Imani Keith Henry, directeur exécutif d’Equality For Flatbush, une organisation à but non lucratif qui organise les locataires à Brooklyn, a déclaré que si de nombreux propriétaires notoires de Crown Heights sont juifs, il est important de se rappeler que la gentrification a également un impact sur les Juifs pauvres.
Turner, le vendeur de chapeaux, a déclaré que ses parents avaient de plus en plus de mal à payer le loyer de leur appartement, qui n’est pas contrôlé ni stabilisé.
« Nous pensons, d’accord, comment allons-nous vivre ici? » il a dit. « Je ne pense pas que les gens se rendent compte que nous avons tous la même préoccupation. »

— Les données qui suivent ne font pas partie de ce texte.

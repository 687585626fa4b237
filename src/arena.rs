//! The engine's private, per-operation mutable state.
//!
//! The spec's design notes call for packaging `_intersection`, `_winding`,
//! `_contour` and `_visited` "as a parallel side-table keyed by segment
//! id for the duration of one boolean operation, not as permanent fields
//! on the public segment type" — that's exactly what `Arena` is. It owns
//! a `slotmap::SlotMap` of working segments (so a curve can be split and
//! a fresh segment spliced in without invalidating existing references)
//! plus a `SecondaryMap` of the mutable traversal flags, and is dropped
//! at the end of `BooleanOp::run`.

use crate::intersection::{LocId, Operand};
use kurbo::{CubicBez, Point, Vec2};
use slotmap::{SecondaryMap, SlotMap, new_key_type};

new_key_type! { pub struct SegId; }

/// One segment of a working path: anchor plus relative handle offsets,
/// same shape as the public `Segment` but living in the arena so it can
/// be spliced during division.
#[derive(Clone, Copy, Debug)]
pub struct WorkSegment {
	pub anchor: Point,
	pub handle_in: Vec2,
	pub handle_out: Vec2,
	pub path: usize,
}

/// Mutable traversal flags for one segment, valid for one boolean
/// operation. Absent (default) until the propagator or divider first
/// touches a segment.
#[derive(Clone, Copy, Debug, Default)]
pub struct SegmentData {
	pub intersection: Option<LocId>,
	pub winding: Option<i32>,
	pub contour: bool,
	pub visited: bool,
	/// Does this segment's chain sample point lie inside the *other*
	/// operand's region? Feeds the subtract operator's masking rule
	/// (spec §4.4's Open Question, resolved in `SPEC_FULL.md` §4.4).
	pub other_contains: bool,
}

/// One working path: an ordered sequence of `SegId`s plus closedness and
/// which operand it came from. Segment order is a `Vec` rather than an
/// intrusive linked list — division shifts a slice, which is simpler to
/// reason about than splicing pointers and is not a hot path relative to
/// the O(n²) curve-intersection search.
#[derive(Clone, Debug)]
pub struct WorkPath {
	pub segments: Vec<SegId>,
	pub closed: bool,
	pub operand: Operand,
}

pub struct Arena {
	pub segs: SlotMap<SegId, WorkSegment>,
	pub data: SecondaryMap<SegId, SegmentData>,
	pub paths: Vec<WorkPath>,
}

impl Arena {
	pub fn new() -> Self {
		Arena { segs: SlotMap::with_key(), data: SecondaryMap::new(), paths: Vec::new() }
	}

	pub fn push_path(&mut self, segments: &[crate::path::Segment], closed: bool, operand: Operand) -> usize {
		let path_index = self.paths.len();
		let ids: Vec<SegId> = segments
			.iter()
			.map(|s| self.segs.insert(WorkSegment { anchor: s.anchor, handle_in: s.handle_in, handle_out: s.handle_out, path: path_index }))
			.collect();
		self.paths.push(WorkPath { segments: ids, closed, operand });
		path_index
	}

	pub fn data_mut(&mut self, id: SegId) -> &mut SegmentData {
		if !self.data.contains_key(id) {
			self.data.insert(id, SegmentData::default());
		}
		&mut self.data[id]
	}

	pub fn data(&self, id: SegId) -> SegmentData {
		self.data.get(id).copied().unwrap_or_default()
	}

	/// The curve starting at the segment at `pos` within `path_idx`.
	/// Returns `None` at the last segment of an open path.
	pub fn curve_at(&self, path_idx: usize, pos: usize) -> Option<CubicBez> {
		let path = &self.paths[path_idx];
		let next_pos = self.next_pos(path_idx, pos)?;
		let a = self.segs[path.segments[pos]];
		let b = self.segs[path.segments[next_pos]];
		Some(CubicBez::new(a.anchor, a.anchor + a.handle_out, b.anchor + b.handle_in, b.anchor))
	}

	pub fn next_pos(&self, path_idx: usize, pos: usize) -> Option<usize> {
		let path = &self.paths[path_idx];
		if pos + 1 < path.segments.len() {
			Some(pos + 1)
		} else if path.closed && !path.segments.is_empty() {
			Some(0)
		} else {
			None
		}
	}

	pub fn seg_id_at(&self, path_idx: usize, pos: usize) -> SegId {
		self.paths[path_idx].segments[pos]
	}

	pub fn pos_of(&self, path_idx: usize, seg: SegId) -> Option<usize> {
		self.paths[path_idx].segments.iter().position(|&s| s == seg)
	}

	/// Splits the curve starting at `(path_idx, pos)` at parameter `t`,
	/// inserting a freshly created segment immediately after `pos` and
	/// returning its `SegId`. If the original segment had no handles
	/// (a straight corner), both resulting halves are also left
	/// handle-free, per the divider's rule for polygonal input.
	pub fn divide_at(&mut self, path_idx: usize, pos: usize, t: f64) -> SegId {
		let next_pos = self.next_pos(path_idx, pos).unwrap();
		let next_id = self.seg_id_at(path_idx, next_pos);

		// A curve with no handles at either endpoint was a straight
		// polygon edge; keep both halves handle-free after the split
		// rather than introducing curvature that wasn't there.
		let path_was_straight = {
			let a = self.segs[self.seg_id_at(path_idx, pos)];
			let b = self.segs[next_id];
			a.handle_out == Vec2::ZERO && b.handle_in == Vec2::ZERO
		};
		let curve = self.curve_at(path_idx, pos).expect("divide_at called on the open end of a path");
		let (left, right) = crate::geom::split_cubic_at(&curve, t);

		let new_anchor = left.p3;
		let new_handle_in = if path_was_straight { Vec2::ZERO } else { left.p2 - new_anchor };
		let new_handle_out = if path_was_straight { Vec2::ZERO } else { right.p1 - new_anchor };
		let new_id = self.segs.insert(WorkSegment { anchor: new_anchor, handle_in: new_handle_in, handle_out: new_handle_out, path: path_idx });

		{
			let a = &mut self.segs[self.seg_id_at(path_idx, pos)];
			a.handle_out = if path_was_straight { Vec2::ZERO } else { left.p1 - a.anchor };
		}
		{
			let b = &mut self.segs[next_id];
			b.handle_in = if path_was_straight { Vec2::ZERO } else { right.p2 - b.anchor };
		}

		let path = &mut self.paths[path_idx];
		path.segments.insert(pos + 1, new_id);
		new_id
	}

	/// Flattens every curve belonging to `operand`, in the same
	/// `(path, pos)` enumeration order `divide::CurveIndex` uses to map a
	/// finder curve index back to a working position — the two must stay
	/// in lockstep or the divider would divide the wrong curve.
	pub fn curves_for(&self, operand: Operand) -> Vec<CubicBez> {
		let mut out = Vec::new();
		for (path_idx, path) in self.paths.iter().enumerate() {
			if path.operand != operand {
				continue;
			}
			let count = if path.closed { path.segments.len() } else { path.segments.len().saturating_sub(1) };
			for pos in 0..count {
				if let Some(curve) = self.curve_at(path_idx, pos) {
					out.push(curve);
				}
			}
		}
		out
	}

	pub fn to_path(&self, path_idx: usize) -> crate::path::Path {
		let path = &self.paths[path_idx];
		let segments = path.segments.iter().map(|&id| {
			let s = self.segs[id];
			crate::path::Segment::with_handles(s.anchor, s.handle_in, s.handle_out)
		});
		crate::path::Path::new(segments.collect(), path.closed)
	}
}

impl Default for Arena {
	fn default() -> Self {
		Self::new()
	}
}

Pour arrêter les attaques, les dirigeants de la communauté disent qu’ils espèrent voir plus de patrouilles de police. Beaucoup d’entre eux rencontraient mardi le commandant de l’enceinte qui couvre la partie sud de Crown Heights, a déclaré la responsable des affaires gouvernementales du Conseil juif communautaire de Crown Heights, Chanina Sperlin.
« Je leur dis toujours qu’ils doivent mettre un policier à chaque coin de rue », a déclaré Sperlin. « Vous devez vous assurer que les résidents sont en sécurité.
Cohen a déclaré qu’il souhaitait également savoir s’il existe une source centrale de motivation pour ces attaques.
« L’une des choses que nous devons faire est de savoir s’il y a une conversation dont nous ne sommes pas au courant, que ce soit en ligne ou en personne, qui se concentre sur les Juifs », a-t-il déclaré.
Mais tous espèrent que les habitants et les observateurs évitent de trop simplifier les attaques – et empêchent le quartier de se transformer en une sorte d’inimitié intercommunautaire qui caractérisait l’atmosphère au début des années 1990.
« Cela vient d’un endroit plus profond que: noir, juif », a déclaré Turner.